The film is based on a stage musical of the same name with book by Fred Thompson and Jack Donahue, music by J. Fred Coots, and lyrics by Arthur Swanstrom and Benny Davis, which played on Broadway for 295 performances beginning on November 26, 1929. Only one song from the stage production was used, "Over Here", the two other songs in the film - "Arms of an Army Man" and "A Buck and a Quarter a Day" - were written by Harry Warren and Al Dubin.

==Plot==
Broadway musical star Jimmy Canfield prefers performing to fighting in World War I, to the distress of his fiancée Mary Harper, and her father, General Harper, who forbids Canfield from seeing his daughter unless he joins the Army. When Canfield finds out that Bernice Pierce is about to bring a breach of promise suit against him, he pretends to enlist to dodge the suit, but ends up actually in the Army by mistake. Sent to France, Buck private Canfield finds that his valet, Hobson is now his sergeant.

Canfield becomes friendly with Yvonne, a pretty French barmaid from the nearby café, after he protects her from the unwanted advances of an American officer, but Yvonne becomes jealous when Mary appears, pleased to see that Canfield is in the Army at last. Canfield denies to Yvonne that Mary is his girl, and takes her to a YMCA show, in which he performs. Bernice suddenly arrives from Paris to perform, and gives Canfield a passionate kiss, saying she's been looking all over France for him. Yvonne is jealous once again and storms out.

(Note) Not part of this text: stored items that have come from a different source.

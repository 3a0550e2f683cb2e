//! Extension-to-folder rule sets.
//!
//! A [`RuleSet`] maps a classification key (the lowercase file extension,
//! without the leading dot) to a destination folder name. Files with no
//! extension route to [`NO_EXTENSION_BUCKET`]; files whose key matches no
//! rule route to [`OTHER_BUCKET`].
//!
//! # Examples
//!
//! ```
//! use sortbox::rules::RuleSet;
//! use std::path::Path;
//!
//! let mut rules = RuleSet::empty();
//! rules.insert("txt", "Text").unwrap();
//! assert_eq!(rules.classify(Path::new("notes.txt")), "Text");
//! assert_eq!(rules.classify(Path::new("notes.TXT")), "Text");
//! assert_eq!(rules.classify(Path::new("blob.bin")), "Other");
//! assert_eq!(rules.classify(Path::new("Makefile")), "NoExtension");
//! ```

use std::collections::HashMap;
use std::path::Path;

/// Destination folder for files whose key matches no rule.
pub const OTHER_BUCKET: &str = "Other";

/// Destination folder for files without an extension.
pub const NO_EXTENSION_BUCKET: &str = "NoExtension";

/// Errors raised while building a rule set.
#[derive(Debug, Clone, PartialEq, Eq)]
pub enum RuleError {
    /// Two rules share the same key after lowercasing.
    DuplicateKey(String),
    /// A destination folder name is empty or contains a path separator.
    InvalidFolderName(String),
}

impl std::fmt::Display for RuleError {
    fn fmt(&self, f: &mut std::fmt::Formatter<'_>) -> std::fmt::Result {
        match self {
            RuleError::DuplicateKey(key) => {
                write!(f, "Duplicate rule for extension '{}'", key)
            }
            RuleError::InvalidFolderName(name) => {
                write!(f, "Invalid destination folder name '{}'", name)
            }
        }
    }
}

impl std::error::Error for RuleError {}

/// An immutable-after-construction mapping from extension key to folder name.
///
/// Keys are stored lowercase, so matching is case-insensitive. Keys are
/// unique: inserting a second rule for the same key is an error rather
/// than a silent overwrite.
#[derive(Debug, Clone)]
pub struct RuleSet {
    map: HashMap<String, String>,
}

impl RuleSet {
    /// Creates a rule set with no rules. Every file with an extension
    /// classifies to [`OTHER_BUCKET`].
    pub fn empty() -> Self {
        Self {
            map: HashMap::new(),
        }
    }

    /// Builds a rule set from `(extension, folder)` pairs, validating
    /// uniqueness and folder names.
    pub fn from_pairs<I, K, V>(pairs: I) -> Result<Self, RuleError>
    where
        I: IntoIterator<Item = (K, V)>,
        K: AsRef<str>,
        V: AsRef<str>,
    {
        let mut rules = Self::empty();
        for (key, folder) in pairs {
            rules.insert(key.as_ref(), folder.as_ref())?;
        }
        Ok(rules)
    }

    /// Adds a single rule. The key is lowercased; a leading dot is
    /// stripped so both `"txt"` and `".txt"` are accepted.
    pub fn insert(&mut self, extension: &str, folder: &str) -> Result<(), RuleError> {
        if folder.is_empty() || folder.contains('/') || folder.contains('\\') {
            return Err(RuleError::InvalidFolderName(folder.to_string()));
        }
        let key = extension.trim_start_matches('.').to_lowercase();
        if self.map.contains_key(&key) {
            return Err(RuleError::DuplicateKey(key));
        }
        self.map.insert(key, folder.to_string());
        Ok(())
    }

    /// Returns the number of rules in the set.
    pub fn len(&self) -> usize {
        self.map.len()
    }

    /// Returns true if the set contains no rules.
    pub fn is_empty(&self) -> bool {
        self.map.is_empty()
    }

    /// Computes the classification key for a path: the lowercase
    /// extension, or `None` for files without one.
    pub fn classification_key(path: &Path) -> Option<String> {
        path.extension()
            .map(|ext| ext.to_string_lossy().to_lowercase())
    }

    /// Looks up the folder for an already-computed key, falling back to
    /// [`OTHER_BUCKET`].
    pub fn folder_for_key(&self, key: &str) -> &str {
        self.map
            .get(&key.to_lowercase())
            .map(String::as_str)
            .unwrap_or(OTHER_BUCKET)
    }

    /// Returns the destination folder name for a file path.
    ///
    /// Files without an extension always classify to
    /// [`NO_EXTENSION_BUCKET`], regardless of the rule set contents.
    pub fn classify(&self, path: &Path) -> &str {
        match Self::classification_key(path) {
            None => NO_EXTENSION_BUCKET,
            Some(key) => self.folder_for_key(&key),
        }
    }
}

impl Default for RuleSet {
    /// The built-in rule set, covering common media, document, archive,
    /// and source-file extensions.
    fn default() -> Self {
        let mut rules = Self::empty();
        let defaults: &[(&str, &[&str])] = &[
            (
                "Images",
                &[
                    "png", "jpg", "jpeg", "gif", "webp", "svg", "bmp", "tiff", "ico", "heic",
                ],
            ),
            (
                "Videos",
                &[
                    "mp4", "mkv", "avi", "mov", "flv", "wmv", "webm", "m4v", "mpg", "mpeg", "3gp",
                ],
            ),
            ("Audio", &["mp3", "wav", "ogg", "flac", "aac", "m4a", "wma"]),
            (
                "Documents",
                &["pdf", "txt", "doc", "docx", "md", "rtf", "odt", "html", "htm"],
            ),
            ("Archives", &["zip", "rar", "7z", "tar", "gz", "bz2", "xz"]),
            (
                "Code",
                &[
                    "py", "rs", "js", "ts", "c", "cpp", "h", "java", "go", "sh", "json", "xml",
                    "yaml", "yml", "toml",
                ],
            ),
            ("Spreadsheets", &["csv", "xls", "xlsx", "ods"]),
            ("Presentations", &["ppt", "pptx", "odp"]),
            ("Fonts", &["ttf", "otf", "woff", "woff2"]),
        ];

        for (folder, extensions) in defaults {
            for ext in *extensions {
                // Static table, keys are distinct by construction.
                rules
                    .insert(ext, folder)
                    .expect("built-in rule table contains a duplicate key");
            }
        }
        rules
    }
}

#[cfg(test)]
mod tests {
    use super::*;

    #[test]
    fn test_classify_by_extension() {
        let rules = RuleSet::from_pairs([("txt", "Text"), ("jpg", "Images")]).unwrap();
        assert_eq!(rules.classify(Path::new("a.txt")), "Text");
        assert_eq!(rules.classify(Path::new("b.jpg")), "Images");
    }

    #[test]
    fn test_classify_is_case_insensitive() {
        let rules = RuleSet::from_pairs([("txt", "Text")]).unwrap();
        assert_eq!(rules.classify(Path::new("a.TXT")), "Text");
        assert_eq!(rules.classify(Path::new("a.Txt")), "Text");
    }

    #[test]
    fn test_unmatched_extension_goes_to_other() {
        let rules = RuleSet::from_pairs([("txt", "Text")]).unwrap();
        assert_eq!(rules.classify(Path::new("a.xyz")), OTHER_BUCKET);
    }

    #[test]
    fn test_no_extension_goes_to_no_extension_bucket() {
        let rules = RuleSet::from_pairs([("txt", "Text")]).unwrap();
        assert_eq!(rules.classify(Path::new("README")), NO_EXTENSION_BUCKET);
    }

    #[test]
    fn test_no_extension_wins_over_empty_rule_set() {
        let rules = RuleSet::empty();
        assert_eq!(rules.classify(Path::new("README")), NO_EXTENSION_BUCKET);
        assert_eq!(rules.classify(Path::new("a.txt")), OTHER_BUCKET);
    }

    #[test]
    fn test_insert_strips_leading_dot() {
        let mut rules = RuleSet::empty();
        rules.insert(".txt", "Text").unwrap();
        assert_eq!(rules.classify(Path::new("a.txt")), "Text");
    }

    #[test]
    fn test_duplicate_key_rejected() {
        let mut rules = RuleSet::empty();
        rules.insert("txt", "Text").unwrap();
        let err = rules.insert("TXT", "Docs").unwrap_err();
        assert_eq!(err, RuleError::DuplicateKey("txt".to_string()));
    }

    #[test]
    fn test_invalid_folder_name_rejected() {
        let mut rules = RuleSet::empty();
        assert!(matches!(
            rules.insert("txt", ""),
            Err(RuleError::InvalidFolderName(_))
        ));
        assert!(matches!(
            rules.insert("txt", "a/b"),
            Err(RuleError::InvalidFolderName(_))
        ));
    }

    #[test]
    fn test_default_rule_set_covers_common_types() {
        let rules = RuleSet::default();
        assert_eq!(rules.classify(Path::new("photo.png")), "Images");
        assert_eq!(rules.classify(Path::new("clip.mkv")), "Videos");
        assert_eq!(rules.classify(Path::new("song.mp3")), "Audio");
        assert_eq!(rules.classify(Path::new("paper.pdf")), "Documents");
        assert_eq!(rules.classify(Path::new("backup.zip")), "Archives");
        assert_eq!(rules.classify(Path::new("main.rs")), "Code");
    }

    #[test]
    fn test_dotfile_has_no_extension() {
        // Path::extension treats ".bashrc" as extensionless.
        let rules = RuleSet::default();
        assert_eq!(rules.classify(Path::new(".bashrc")), NO_EXTENSION_BUCKET);
    }
}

Canfield takes a room in Yvonne's house, unaware that her stepfather is a German spy. After he releases the spy's carrier pigeons, because they're keeping him awake, he is arrested and charged with espionage. He escapes from prison by disguising himself as an officer, but then is ordered to the front - as the officer - to capture a German machine gun emplacement. An artillery shell knocks him out and blows away his uniform, so he puts on a German pickelhaube helmet and is mistaken by the machine gunners as a German officer. He climbs into a German trench and puts on a German officer's greatcoat, ordering a retreat. He approaches the machine gun nest from the rear, and grabs their gun, using it to march them back to Allied lines. On a break, Canfield finds that the Germans are tired of fighting, so they escort him back to the German lines, where all the men in the German regiment want to follow him and give themselves up to the Allies. The Allies naturally think that they're witnessing a German attack, until the Germans hold up white flags.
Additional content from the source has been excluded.